### WHAT YOU ARE ASKED TO DO
Transcribe the records below exactly as written, from the opening line through the line that contains "#[derive(Debug, Clone, PartialEq, Eq, Serialize, Deserialize)]".

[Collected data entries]

____

use serde::{Deserialize, Serialize};
use uuid::Uuid;

use crate::Event;

/// Envelope for an event, carrying stream metadata.
///
/// This is the unit a store appends to an aggregate stream. `sequence_number`
/// is the aggregate version the event produced (1 for the first event).
#[derive(Debug, Clone, PartialEq, Eq, Serialize, Deserialize)]
pub struct EventEnvelope<E> {
    event_id: Uuid,
    aggregate_id: Uuid,
    aggregate_type: String,
    event_type: String,
    sequence_number: u64,
    payload: E,
}

impl<E: Event> EventEnvelope<E> {
    pub fn new(
        aggregate_id: Uuid,
        aggregate_type: impl Into<String>,
        sequence_number: u64,
        payload: E,
    ) -> Self {
        Self {
            event_id: Uuid::now_v7(),
            aggregate_id,
            aggregate_type: aggregate_type.into(),
            event_type: payload.event_type().to_string(),
            sequence_number,
            payload,
        }
    }

    /// Wrap a batch of freshly decided events, numbering them after `base_version`.
    pub fn seal_all(
        aggregate_id: Uuid,
        aggregate_type: &str,
        base_version: u64,
        events: impl IntoIterator<Item = E>,
    ) -> Vec<Self> {
        events
            .into_iter()
            .zip(base_version + 1..)
            .map(|(event, seq)| Self::new(aggregate_id, aggregate_type, seq, event))
            .collect()
    }
}

impl<E> EventEnvelope<E> {
    pub fn event_id(&self) -> Uuid {
        self.event_id
    }

    pub fn aggregate_id(&self) -> Uuid {
        self.aggregate_id
    }

    pub fn aggregate_type(&self) -> &str {
        &self.aggregate_type
    }

    pub fn event_type(&self) -> &str {
        &self.event_type
    }

    pub fn sequence_number(&self) -> u64 {
        self.sequence_number
    }

    pub fn payload(&self) -> &E {
        &self.payload
    }

    pub fn into_payload(self) -> E {
        self.payload
    }
}

#[cfg(test)]
mod tests {
    use chrono::{DateTime, Utc};

    use super::*;

    #[derive(Debug, Clone, PartialEq, Eq)]
    struct Marked(u8);

    impl Event for Marked {
        fn event_type(&self) -> &'static str {
            "test.marked"
        }

        fn version(&self) -> u32 {
            1
        }

        fn occurred_at(&self) -> DateTime<Utc> {
            DateTime::<Utc>::MIN_UTC
        }
    }

    #[test]
    fn seal_all_numbers_after_base_version() {
        let stream = Uuid::now_v7();
        let sealed = EventEnvelope::seal_all(stream, "test", 4, [Marked(1), Marked(2), Marked(3)]);

        let numbers: Vec<u64> = sealed.iter().map(EventEnvelope::sequence_number).collect();
        assert_eq!(numbers, vec![5, 6, 7]);
        assert!(sealed.iter().all(|e| e.aggregate_id() == stream));
        assert!(sealed.iter().all(|e| e.event_type() == "test.marked"));
        assert_eq!(sealed[1].payload(), &Marked(2));
        assert_ne!(sealed[0].event_id(), sealed[1].event_id());
    }

    #[test]
    fn first_event_of_a_new_stream_is_one() {
        let sealed = EventEnvelope::seal_all(Uuid::now_v7(), "test", 0, [Marked(9)]);
        assert_eq!(sealed.len(), 1);
        assert_eq!(sealed[0].sequence_number(), 1);
        assert_eq!(sealed[0].aggregate_type(), "test");
        assert_eq!(sealed.into_iter().next().map(EventEnvelope::into_payload), Some(Marked(9)));
    }

    #[test]
    fn empty_batch_seals_nothing() {
        let sealed = EventEnvelope::<Marked>::seal_all(Uuid::now_v7(), "test", 3, []);
        assert!(sealed.is_empty());
    }
}
//! Domain events emitted by reference-data aggregates.

pub mod envelope;
pub mod event;
pub mod handler;

pub use envelope::EventEnvelope;
pub use event::Event;
pub use handler::execute;
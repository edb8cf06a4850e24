//! In-memory, append-only store for user event streams.

use std::collections::HashMap;
use std::sync::RwLock;

use thiserror::Error;

use refdata_auth::{RightsError, User, UserCommand, UserEvent, seal_events};
use refdata_core::{Aggregate, UserId};
use refdata_events::EventEnvelope;

#[derive(Debug, Error)]
pub enum UserStoreError {
    #[error(transparent)]
    Rights(#[from] RightsError),

    #[error("user store unavailable: {0}")]
    Unavailable(String),
}

/// One stream of sealed `UserEvent`s per user.
///
/// Intended for tests/dev. Commands run under the write lock, so deciding and
/// appending are atomic per store.
#[derive(Debug, Default)]
pub struct InMemoryUserStore {
    streams: RwLock<HashMap<UserId, Vec<EventEnvelope<UserEvent>>>>,
}

impl InMemoryUserStore {
    pub fn new() -> Self {
        Self::default()
    }

    /// Decide `command` against the current stream and append the result.
    pub fn execute(
        &self,
        command: &UserCommand,
    ) -> Result<Vec<EventEnvelope<UserEvent>>, UserStoreError> {
        let user_id = command.user_id();
        let mut streams = self
            .streams
            .write()
            .map_err(|_| UserStoreError::Unavailable("lock poisoned".to_string()))?;

        let user = rehydrate(user_id, streams.get(&user_id).map(Vec::as_slice).unwrap_or_default());
        let events = user.handle(command)?;
        if events.is_empty() {
            return Ok(Vec::new());
        }

        let sealed = seal_events(user_id, user.version, events);
        streams
            .entry(user_id)
            .or_default()
            .extend(sealed.iter().cloned());

        tracing::info!(
            user_id = %user_id,
            events = sealed.len(),
            version = user.version + sealed.len() as u64,
            "appended user events"
        );
        Ok(sealed)
    }

    pub fn load(&self, user_id: UserId) -> Result<Option<User>, UserStoreError> {
        let streams = self
            .streams
            .read()
            .map_err(|_| UserStoreError::Unavailable("lock poisoned".to_string()))?;
        Ok(streams.get(&user_id).map(|stream| rehydrate(user_id, stream)))
    }

    /// Every stored user, ordered by username.
    pub fn users(&self) -> Result<Vec<User>, UserStoreError> {
        let streams = self
            .streams
            .read()
            .map_err(|_| UserStoreError::Unavailable("lock poisoned".to_string()))?;
        let mut users: Vec<User> = streams
            .iter()
            .map(|(id, stream)| rehydrate(*id, stream))
            .collect();
        users.sort_by(|a, b| a.username.cmp(&b.username));
        Ok(users)
    }

    pub fn stream(&self, user_id: UserId) -> Result<Vec<EventEnvelope<UserEvent>>, UserStoreError> {
        let streams = self
            .streams
            .read()
            .map_err(|_| UserStoreError::Unavailable("lock poisoned".to_string()))?;
        Ok(streams.get(&user_id).cloned().unwrap_or_default())
    }
}

fn rehydrate(user_id: UserId, stream: &[EventEnvelope<UserEvent>]) -> User {
    let mut user = User::empty(user_id);
    for envelope in stream {
        user.apply(envelope.payload());
    }
    user
}

#[cfg(test)]
mod tests {
    use chrono::Utc;

    use super::*;
    use refdata_auth::{
        CreateUser, DeactivateUser, ReplaceRoleAssignments, Right, RightType, Role,
        RoleAssignment,
    };
    use refdata_core::{DomainError, ExpectedVersion, RoleId};

    fn create(user_id: UserId, username: &str) -> UserCommand {
        UserCommand::Create(CreateUser {
            user_id,
            username: username.to_string(),
            home_facility: None,
            role_assignments: Vec::new(),
            occurred_at: Utc::now(),
        })
    }

    fn admin_assignment() -> RoleAssignment {
        let right = Right::new("USERS_MANAGE", RightType::GeneralAdmin);
        let role = Role::with_rights(RoleId::new(), "Admin", [right]).unwrap();
        RoleAssignment::direct(role).unwrap()
    }

    #[test]
    fn appends_numbered_envelopes_and_rehydrates() {
        let store = InMemoryUserStore::new();
        let user_id = UserId::new();

        let created = store.execute(&create(user_id, "ada")).unwrap();
        assert_eq!(created[0].sequence_number(), 1);
        assert_eq!(created[0].event_type(), "auth.user.created");
        assert_eq!(created[0].aggregate_type(), refdata_auth::USER_AGGREGATE_TYPE);

        let replaced = store
            .execute(&UserCommand::ReplaceRoleAssignments(ReplaceRoleAssignments {
                user_id,
                role_assignments: vec![admin_assignment()],
                expected_version: ExpectedVersion::Exact(1),
                occurred_at: Utc::now(),
            }))
            .unwrap();
        assert_eq!(replaced[0].sequence_number(), 2);

        let user = store.load(user_id).unwrap().unwrap();
        assert_eq!(user.version, 2);
        assert_eq!(user.role_assignments().len(), 1);
        assert_eq!(store.stream(user_id).unwrap().len(), 2);
    }

    #[test]
    fn stale_replacement_is_a_conflict() {
        let store = InMemoryUserStore::new();
        let user_id = UserId::new();
        store.execute(&create(user_id, "ada")).unwrap();

        let err = store
            .execute(&UserCommand::ReplaceRoleAssignments(ReplaceRoleAssignments {
                user_id,
                role_assignments: vec![admin_assignment()],
                expected_version: ExpectedVersion::Exact(0),
                occurred_at: Utc::now(),
            }))
            .unwrap_err();
        assert!(matches!(
            err,
            UserStoreError::Rights(RightsError::Domain(DomainError::Conflict(_)))
        ));
        assert_eq!(store.stream(user_id).unwrap().len(), 1);
    }

    #[test]
    fn failed_command_leaves_no_stream() {
        let store = InMemoryUserStore::new();
        let user_id = UserId::new();

        let err = store
            .execute(&UserCommand::Deactivate(DeactivateUser {
                user_id,
                occurred_at: Utc::now(),
            }))
            .unwrap_err();
        assert!(matches!(err, UserStoreError::Rights(_)));
        assert!(store.load(user_id).unwrap().is_none());
        assert!(store.users().unwrap().is_empty());
    }

    #[test]
    fn users_are_listed_by_username() {
        let store = InMemoryUserStore::new();
        store.execute(&create(UserId::new(), "zoe")).unwrap();
        store.execute(&create(UserId::new(), "ada")).unwrap();

        let names: Vec<String> = store.users().unwrap().into_iter().map(|u| u.username).collect();
        assert_eq!(names, vec!["ada".to_string(), "zoe".to_string()]);
    }
}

____

### SOLVED PROBLEM
use serde::{Deserialize, Serialize};
use uuid::Uuid;

use crate::Event;

/// Envelope for an event, carrying stream metadata.
///
/// This is the unit a store appends to an aggregate stream. `sequence_number`
/// is the aggregate version the event produced (1 for the first event).
#[derive(Debug, Clone, PartialEq, Eq, Serialize, Deserialize)]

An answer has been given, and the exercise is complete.